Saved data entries
---+---

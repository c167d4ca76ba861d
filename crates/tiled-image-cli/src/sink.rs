//! Render sink writing one text line per drawing command

use geo::{AffineTransform, Rect};
use std::sync::Arc;
use tiled_image_lib::{LoadTileStatus, RenderSink, TilePlaceholder, utils};

/// Records draw calls with their rectangles mapped to view space
#[derive(Debug, Default)]
pub struct TextSink {
    transforms: Vec<AffineTransform<f64>>,
    lines: Vec<String>,
}

impl TextSink {
    pub fn lines(&self) -> &[String] {
        &self.lines
    }

    fn to_view(&self, rect: Rect<f64>) -> Rect<f64> {
        self.transforms
            .last()
            .and_then(|transform| utils::bounding_rect(&utils::transform_vertices(transform, &rect)))
            .unwrap_or(rect)
    }

    fn describe(&self, rect: Rect<f64>) -> String {
        let rect = self.to_view(rect);
        format!(
            "({:.0}, {:.0}) {:.0}x{:.0}",
            rect.min().x,
            rect.min().y,
            rect.width(),
            rect.height()
        )
    }
}

impl RenderSink<Arc<[u8]>> for TextSink {
    fn push_transform(&mut self, transform: &AffineTransform<f64>) {
        let combined = match self.transforms.last() {
            Some(outer) => transform.compose(outer),
            None => *transform,
        };
        self.transforms.push(combined);
    }

    fn draw_bitmap(&mut self, bitmap: &Arc<[u8]>, rect: Rect<f64>) {
        let line = format!("tile    {}  {} bytes", self.describe(rect), bitmap.len());
        self.lines.push(line);
    }

    fn draw_placeholder(&mut self, placeholder: &TilePlaceholder<'_>, rect: Rect<f64>) {
        let state = match placeholder.status {
            LoadTileStatus::Loading => format!("loading {:.0}%", placeholder.progress * 100.0),
            LoadTileStatus::Failed => {
                format!("failed: {}", placeholder.error.unwrap_or("unknown error"))
            }
            other => format!("{other:?}"),
        };
        let line = format!("{}  {}  {}", placeholder.index, self.describe(rect), state);
        self.lines.push(line);
    }

    fn draw_outline(&mut self, rect: Rect<f64>, label: Option<&str>) {
        let line = format!("marker  {}  {}", label.unwrap_or("-"), self.describe(rect));
        self.lines.push(line);
    }

    fn pop_transform(&mut self) {
        self.transforms.pop();
    }
}

#[cfg(test)]
mod tests {
    use super::*;
    use tiled_image_lib::FullTileIndex;

    #[test]
    fn test_lines_in_view_space() {
        let mut sink = TextSink::default();
        sink.draw_outline(utils::rect_from_origin_size(1.0, 2.0, 3.0, 4.0), None);

        sink.push_transform(&AffineTransform::scale(0.5, 0.5, geo::Coord::zero()));
        let bitmap: Arc<[u8]> = Arc::from(&b"abcd"[..]);
        sink.draw_bitmap(&bitmap, utils::rect_from_origin_size(0.0, 0.0, 256.0, 256.0));
        let placeholder = TilePlaceholder {
            index: FullTileIndex::default(),
            status: LoadTileStatus::Failed,
            progress: 0.0,
            error: Some("missing"),
        };
        sink.draw_placeholder(&placeholder, utils::rect_from_origin_size(256.0, 0.0, 256.0, 256.0));
        sink.pop_transform();

        assert_eq!(
            sink.lines(),
            [
                "marker  -  (1, 2) 3x4".to_string(),
                "tile    (0, 0) 128x128  4 bytes".to_string(),
                format!("{}  (128, 0) 128x128  failed: missing", FullTileIndex::default()),
            ]
        );
    }
}
//! Raw tile access, the part of a tile source that differs between backends

use crate::Result;
use std::{fmt, future::Future, sync::Arc};
use tiled_image_lib::{Dimensions, FullTileIndex, LodInfo};

/// Progress callback handed to [`TileFetcher::fetch`]
#[derive(Clone)]
pub struct FetchProgress {
    report: Arc<dyn Fn(f64) + Send + Sync>,
}

impl FetchProgress {
    pub fn new(report: impl Fn(f64) + Send + Sync + 'static) -> Self {
        Self {
            report: Arc::new(report),
        }
    }

    /// A sink that drops every report
    pub fn ignore() -> Self {
        Self::new(|_| {})
    }

    /// Report the fetched fraction, in `[0, 1]`
    pub fn report(&self, fraction: f64) {
        (self.report)(fraction)
    }
}

impl fmt::Debug for FetchProgress {
    fn fmt(&self, f: &mut fmt::Formatter<'_>) -> fmt::Result {
        f.debug_struct("FetchProgress").finish_non_exhaustive()
    }
}

/// Backend that knows where tiles live and how to turn their bytes into bitmaps.
///
/// Fetches are dropped mid-flight when nobody wants the tile anymore, so `fetch` should
/// not leave partial state behind across `.await` points.
pub trait TileFetcher: Send + Sync + 'static {
    type Bitmap: Clone + Send + Sync + 'static;

    fn dimensions(&self) -> Dimensions;

    fn lod_info(&self) -> LodInfo;

    /// Stable identity of a tile across runs, hashed to address the persisted cache
    fn tile_key(&self, index: FullTileIndex) -> String;

    fn fetch(
        &self,
        index: FullTileIndex,
        progress: FetchProgress,
    ) -> impl Future<Output = Result<Vec<u8>>> + Send;

    fn decode(&self, index: FullTileIndex, bytes: &[u8]) -> Result<Self::Bitmap>;
}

---+---

- **GOAL OF THE EXERCISE**:
Nothing but the lines from the top of the entries above through the line with "#[derive(Debug, Default)]" should be set down, each exactly as written.

- **TASK SOLUTION**:
repository c167d4ca76ba861d
filename crates/tiled-image-cli/src/sink.rs
//! Render sink writing one text line per drawing command

use geo::{AffineTransform, Rect};
use std::sync::Arc;
use tiled_image_lib::{LoadTileStatus, RenderSink, TilePlaceholder, utils};

/// Records draw calls with their rectangles mapped to view space
#[derive(Debug, Default)]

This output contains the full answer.